Work item
The output is to match the entries below character for character.

Input records
//! Host-page and payload parsing.

pub mod context_resolver;
pub mod price_payload;

pub use context_resolver::ContextResolver;
pub use price_payload::parse_price_record;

Exercise solution
//! Host-page and payload parsing.

pub mod context_resolver;
pub mod price_payload;

pub use context_resolver::ContextResolver;
pub use price_payload::parse_price_record;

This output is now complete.